📝 SummarXiv

Abstract

Using tools from the theory of optimal transport, we establish several results concerning isometric actions of amenable topological groups with potentially unbounded orbits. Specifically, suppose $d$ is a compatible left-invariant metric on an amenable topological group $G$ with no non-trivial homomorphisms to $\mathbb R$. Then, for every finite subset $E\subseteq G$ and $\epsilon>0$, there is a finitely supported probability measure $\beta$ on $G$ such that $$ \max_{g,h\in E}\, {\sf W}(\beta g, \beta h)<\epsilon, $$ where ${\sf W}$ denotes the Wasserstein distance between probability measures on the metric space $(G,d)$. When $d$ is the word metric on a finitely generated group $G$, this strengthens a well known theorem of Reiter and, when $d$ is bounded, recovers a result of Schneider and Thom.
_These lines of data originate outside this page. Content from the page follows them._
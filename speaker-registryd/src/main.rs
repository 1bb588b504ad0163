mod api;
mod commands;
mod config;
mod control;
mod device;
mod events;
mod registry;
mod ssdp;

#[cfg(test)]
mod test_support;

use tokio::sync::mpsc;
use tokio_util::sync::CancellationToken;
use anyhow::{Context, Result};
use crate::config::Config;
use crate::control::ControlClient;
use crate::device::{DeviceFilter, Hydrator};
use crate::events::EventListener;
use crate::registry::RegistryHandle;

#[tokio::main]
async fn main() -> Result<()> {
    // Initialize tracing
    tracing_subscriber::fmt()
        .with_env_filter(
            tracing_subscriber::EnvFilter::try_from_default_env()
                .unwrap_or_else(|_| tracing_subscriber::EnvFilter::new("speaker_registryd=info,shared=info"))
        )
        .init();

    tracing::info!("Starting speaker-registryd");

    // Load config; built-in defaults when no path is given
    let config = match std::env::args().nth(1) {
        Some(path) => {
            let config = Config::load(&path)
                .with_context(|| format!("Failed to load config from {}", path))?;
            tracing::info!("Loaded config from {}", path);
            config
        }
        None => {
            tracing::info!("No config file given, using defaults");
            Config::default()
        }
    };
    config.validate().context("Invalid configuration")?;

    // Start the registry engine thread
    let registry = RegistryHandle::spawn();

    // Bind the event socket first so its port can be advertised
    let listener = EventListener::bind(config.events.bind)
        .await
        .with_context(|| format!("Failed to bind event socket on {}", config.events.bind))?;
    let event_port = listener.port();
    tracing::info!("Event listener bound on port {}", event_port);

    let http = reqwest::Client::builder()
        .timeout(config.control.timeout())
        .build()
        .context("Failed to build HTTP client")?;
    let control = ControlClient::new(http.clone(), config.control.app_name.clone(), event_port);

    // Create cancellation token for graceful shutdown
    let cancel = CancellationToken::new();

    // Spawn discovery task
    let (service_tx, service_rx) = mpsc::channel(256);
    let discovery_cancel = cancel.clone();
    let discovery_config = config.discovery.clone();
    let discovery_handle = tokio::spawn(async move {
        if let Err(e) = ssdp::search::run_discovery(discovery_config, service_tx, discovery_cancel).await {
            tracing::error!("SSDP discovery error: {}", e);
        }
    });

    // Spawn hydrator task
    let hydrator = Hydrator::new(http, control.clone(), DeviceFilter::new(&config.filter));
    let hydrator_cancel = cancel.clone();
    let hydrator_registry = registry.clone();
    let hydrator_handle = tokio::spawn(async move {
        if let Err(e) = device::run_hydrator(hydrator, service_rx, hydrator_registry, hydrator_cancel).await {
            tracing::error!("Hydrator error: {}", e);
        }
    });

    // Spawn event listener task
    let events_cancel = cancel.clone();
    let events_registry = registry.clone();
    let events_control = control.clone();
    let events_handle = tokio::spawn(async move {
        if let Err(e) = listener.run(events_registry, events_control, events_cancel).await {
            tracing::error!("Event listener error: {}", e);
        }
    });

    // Spawn command dispatcher task
    let (command_tx, command_rx) = mpsc::channel(64);
    let commands_cancel = cancel.clone();
    let commands_snapshots = registry.subscribe();
    let commands_control = control.clone();
    let commands_handle = tokio::spawn(async move {
        if let Err(e) = commands::run_commands(command_rx, commands_snapshots, commands_control, commands_cancel).await {
            tracing::error!("Command dispatcher error: {}", e);
        }
    });

    // Build API router
    let app_state = api::routes::AppState {
        snapshots: registry.subscribe(),
        commands: command_tx,
        control,
    };
    let app = api::routes::router(app_state);

    // Bind HTTP server
    let api_listener = tokio::net::TcpListener::bind(&config.api.listen)
        .await
        .with_context(|| format!("Failed to bind to {}", config.api.listen))?;

    tracing::info!("API listening on {}", config.api.listen);

    // Run server with graceful shutdown
    let server_cancel = cancel.clone();
    let server_handle = tokio::spawn(async move {
        if let Err(e) = axum::serve(api_listener, app)
            .with_graceful_shutdown(async move { server_cancel.cancelled().await })
            .await
        {
            tracing::error!("Server error: {}", e);
        }
    });

    // Wait for shutdown signal
    tokio::signal::ctrl_c()
        .await
        .context("Failed to listen for ctrl-c")?;

    tracing::info!("Shutdown signal received");

    cancel.cancel();

    // Wait for all tasks to complete
    let _ = tokio::join!(
        discovery_handle,
        hydrator_handle,
        events_handle,
        commands_handle,
        server_handle
    );

    tracing::info!("Registry holds {} device(s)", registry.snapshot().devices.len());

    // Shutdown the registry engine
    if let Err(e) = registry.shutdown().await {
        tracing::error!("Failed to shutdown registry engine: {}", e);
    }

    tracing::info!("Shutdown complete");
    Ok(())
}
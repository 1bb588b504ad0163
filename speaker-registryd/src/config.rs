use std::net::SocketAddr;
use std::path::Path;
use std::time::Duration;
use serde::Deserialize;
use anyhow::{bail, Context, Result};
use shared::protocol::{
    DEFAULT_APP_NAME, MUSICCAST_MANUFACTURER, MUSICCAST_MODEL_DESCRIPTION, SSDP_MULTICAST_ADDR,
    ST_MEDIA_RENDERER,
};

#[derive(Debug, Clone, Default, Deserialize)]
pub struct Config {
    #[serde(default)]
    pub discovery: DiscoveryConfig,
    #[serde(default)]
    pub filter: FilterConfig,
    #[serde(default)]
    pub control: ControlConfig,
    #[serde(default)]
    pub events: EventsConfig,
    #[serde(default)]
    pub api: ApiConfig,
}

#[derive(Debug, Clone, Deserialize)]
pub struct DiscoveryConfig {
    #[serde(default = "default_search_target")]
    pub search_target: String,
    #[serde(default = "default_multicast_addr")]
    pub multicast_addr: SocketAddr,
    #[serde(default = "default_any_addr")]
    pub bind: SocketAddr,
    /// Interface names to search on; empty means all
    #[serde(default)]
    pub interfaces: Vec<String>,
    /// MX value and receive window of a single search
    #[serde(default = "default_wait_secs")]
    pub wait_secs: u64,
    #[serde(default = "default_warmup_searches")]
    pub warmup_searches: u32,
    #[serde(default = "default_interval")]
    pub interval_secs: u64,
}

#[derive(Debug, Clone, Deserialize)]
pub struct FilterConfig {
    #[serde(default = "default_manufacturer")]
    pub manufacturer: String,
    #[serde(default = "default_model_description")]
    pub model_description: String,
}

#[derive(Debug, Clone, Deserialize)]
pub struct ControlConfig {
    #[serde(default = "default_app_name")]
    pub app_name: String,
    #[serde(default = "default_timeout")]
    pub timeout_secs: u64,
}

#[derive(Debug, Clone, Deserialize)]
pub struct EventsConfig {
    #[serde(default = "default_any_addr")]
    pub bind: SocketAddr,
}

#[derive(Debug, Clone, Deserialize)]
pub struct ApiConfig {
    #[serde(default = "default_listen")]
    pub listen: String,
}

fn default_search_target() -> String {
    ST_MEDIA_RENDERER.to_string()
}

fn default_multicast_addr() -> SocketAddr {
    SSDP_MULTICAST_ADDR
        .parse()
        .unwrap_or_else(|_| SocketAddr::from(([239, 255, 255, 250], 1900)))
}

fn default_any_addr() -> SocketAddr {
    SocketAddr::from(([0, 0, 0, 0], 0))
}

fn default_wait_secs() -> u64 {
    1
}

fn default_warmup_searches() -> u32 {
    5
}

fn default_interval() -> u64 {
    30
}

fn default_manufacturer() -> String {
    MUSICCAST_MANUFACTURER.to_string()
}

fn default_model_description() -> String {
    MUSICCAST_MODEL_DESCRIPTION.to_string()
}

fn default_app_name() -> String {
    DEFAULT_APP_NAME.to_string()
}

fn default_timeout() -> u64 {
    5
}

fn default_listen() -> String {
    "127.0.0.1:8054".to_string()
}

impl Default for DiscoveryConfig {
    fn default() -> Self {
        Self {
            search_target: default_search_target(),
            multicast_addr: default_multicast_addr(),
            bind: default_any_addr(),
            interfaces: Vec::new(),
            wait_secs: default_wait_secs(),
            warmup_searches: default_warmup_searches(),
            interval_secs: default_interval(),
        }
    }
}

impl Default for FilterConfig {
    fn default() -> Self {
        Self {
            manufacturer: default_manufacturer(),
            model_description: default_model_description(),
        }
    }
}

impl Default for ControlConfig {
    fn default() -> Self {
        Self {
            app_name: default_app_name(),
            timeout_secs: default_timeout(),
        }
    }
}

impl ControlConfig {
    pub fn timeout(&self) -> Duration {
        Duration::from_secs(self.timeout_secs)
    }
}

impl Default for EventsConfig {
    fn default() -> Self {
        Self {
            bind: default_any_addr(),
        }
    }
}

impl Default for ApiConfig {
    fn default() -> Self {
        Self {
            listen: default_listen(),
        }
    }
}

impl Config {
    /// Load configuration from a TOML file
    pub fn load(path: impl AsRef<Path>) -> Result<Self> {
        let path = path.as_ref();
        let contents = std::fs::read_to_string(path)
            .with_context(|| format!("Failed to read config file: {}", path.display()))?;

        let config: Config = toml::from_str(&contents)
            .with_context(|| format!("Failed to parse config file: {}", path.display()))?;

        Ok(config)
    }

    /// Reject values the loops cannot run with
    pub fn validate(&self) -> Result<()> {
        if self.discovery.search_target.trim().is_empty() {
            bail!("discovery.search_target must not be empty");
        }
        if self.discovery.wait_secs == 0 {
            bail!("discovery.wait_secs must be >= 1");
        }
        if self.discovery.interval_secs == 0 {
            bail!("discovery.interval_secs must be >= 1");
        }
        if self.control.timeout_secs == 0 {
            bail!("control.timeout_secs must be >= 1");
        }
        if self.filter.manufacturer.is_empty() || self.filter.model_description.is_empty() {
            bail!("filter.manufacturer and filter.model_description must not be empty");
        }
        Ok(())
    }
}
use serde::{Deserialize, Serialize};
use shared::types::Power;

/// The part every control API response shares.
#[derive(Debug, Clone, Copy, Deserialize)]
pub struct ResponseEnvelope {
    pub response_code: i32,
}

/// Response from `main/getStatus`
#[derive(Debug, Clone, Deserialize, Serialize)]
pub struct StatusResponse {
    pub power: Power,
    #[serde(default)]
    pub sleep: u32,
    #[serde(default)]
    pub volume: Option<u8>,
    #[serde(default)]
    pub mute: Option<bool>,
    #[serde(default)]
    pub max_volume: Option<u8>,
    #[serde(default)]
    pub input: String,
    #[serde(default)]
    pub input_text: String,
}

/// Response from `system/getDeviceInfo`
#[derive(Debug, Clone, Default, Deserialize, Serialize)]
#[serde(default)]
pub struct DeviceInfoResponse {
    pub model_name: String,
    pub destination: String,
    pub device_id: String,
    pub system_id: String,
    pub system_version: f64,
    pub api_version: f64,
    pub netmodule_version: String,
    pub serial_number: String,
    pub operation_mode: String,
}

/// Response from `netusb/getPlayInfo`
#[derive(Debug, Clone, Default, Deserialize, Serialize)]
#[serde(default)]
pub struct PlayInfoResponse {
    pub input: String,
    pub playback: String,
    pub repeat: String,
    pub shuffle: String,
    /// Seconds into the current track
    pub play_time: i64,
    pub total_time: i64,
    pub artist: String,
    pub album: String,
    pub track: String,
    pub albumart_url: String,
}

/// Meaning of a non-zero `response_code`.
pub fn response_code_meaning(code: i32) -> &'static str {
    match code {
        0 => "successful request",
        1 => "initializing",
        2 => "internal error",
        3 => "invalid request",
        4 => "invalid parameter",
        5 => "guarded",
        6 => "time out",
        99 => "firmware updating",
        100..=111 => "access error",
        _ => "unknown",
    }
}
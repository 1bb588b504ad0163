pub mod descriptor;
pub mod filter;
pub mod hydrator;

pub use filter::DeviceFilter;
pub use hydrator::{run_hydrator, Hydrator};
use std::sync::Arc;
use axum::{
    extract::{Path, State},
    http::StatusCode,
    routing::{get, post},
    Json, Router,
};
use tokio::sync::{mpsc, watch};
use shared::types::{Command, CommandAction, DeviceEntry};
use crate::control::models::PlayInfoResponse;
use crate::control::{ControlClient, ControlEndpoint};
use crate::registry::RegistrySnapshot;

#[derive(Clone)]
pub struct AppState {
    pub snapshots: watch::Receiver<Arc<RegistrySnapshot>>,
    pub commands: mpsc::Sender<Command>,
    pub control: ControlClient,
}

impl AppState {
    fn snapshot(&self) -> Arc<RegistrySnapshot> {
        self.snapshots.borrow().clone()
    }
}

pub fn router(state: AppState) -> Router {
    Router::new()
        .route("/v1/devices", get(get_devices))
        .route("/v1/devices/hash", get(get_hash))
        .route("/v1/devices/:id", get(get_device))
        .route("/v1/devices/:id/playing", get(get_playing))
        .route("/v1/devices/:id/commands", post(post_command))
        .with_state(state)
}

async fn get_devices(State(state): State<AppState>) -> Json<Vec<DeviceEntry>> {
    Json(state.snapshot().devices.clone())
}

async fn get_hash(State(state): State<AppState>) -> String {
    state.snapshot().hash.clone()
}

async fn get_device(
    State(state): State<AppState>,
    Path(id): Path<String>,
) -> Result<Json<DeviceEntry>, StatusCode> {
    state
        .snapshot()
        .get(&id)
        .cloned()
        .map(Json)
        .ok_or(StatusCode::NOT_FOUND)
}

async fn get_playing(
    State(state): State<AppState>,
    Path(id): Path<String>,
) -> Result<Json<PlayInfoResponse>, StatusCode> {
    let snapshot = state.snapshot();
    let device = &snapshot.get(&id).ok_or(StatusCode::NOT_FOUND)?.device;

    let endpoint = ControlEndpoint::from_device(device).map_err(|e| {
        tracing::warn!("Bad control endpoint for {}: {}", id, e);
        StatusCode::BAD_GATEWAY
    })?;
    state
        .control
        .get_play_info(&endpoint)
        .await
        .map(Json)
        .map_err(|e| {
            tracing::warn!("Failed to fetch play info for {}: {}", id, e);
            StatusCode::BAD_GATEWAY
        })
}

async fn post_command(
    State(state): State<AppState>,
    Path(id): Path<String>,
    Json(action): Json<CommandAction>,
) -> StatusCode {
    if state.snapshot().get(&id).is_none() {
        return StatusCode::NOT_FOUND;
    }

    let command = Command {
        device_id: id,
        action,
    };
    match state.commands.try_send(command) {
        Ok(()) => StatusCode::ACCEPTED,
        Err(e) => {
            tracing::warn!("Command queue unavailable: {}", e);
            StatusCode::SERVICE_UNAVAILABLE
        }
    }
}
Furthermore, when $G$ is locally compact, $\beta$ may be replaced by an appropriate probability density $f\in L^1(G)$. Also, when $G\curvearrowright X$ is a continuous isometric action on a metric space, the space of Lipschitz functions on the quotient $X/\!\!/G$ is isometrically isomorphic to a $1$-complemented subspace of the Lipschitz functions on $X$. And, when additionally $G$ is skew-amenable, there is a $G$-invariant contraction $$ \mathfrak {Lip}\, X \overset S\longrightarrow\mathfrak{Lip}(X/\!\!/G) $$ so that $(S\phi\big)\big(\overline{Gx}\big)=\phi(x)$ whenever $\phi$ is constant on every orbit of $G\curvearrowright X$. This latter extends results of Cuth and Doucha from the setting of locally compact or balanced groups.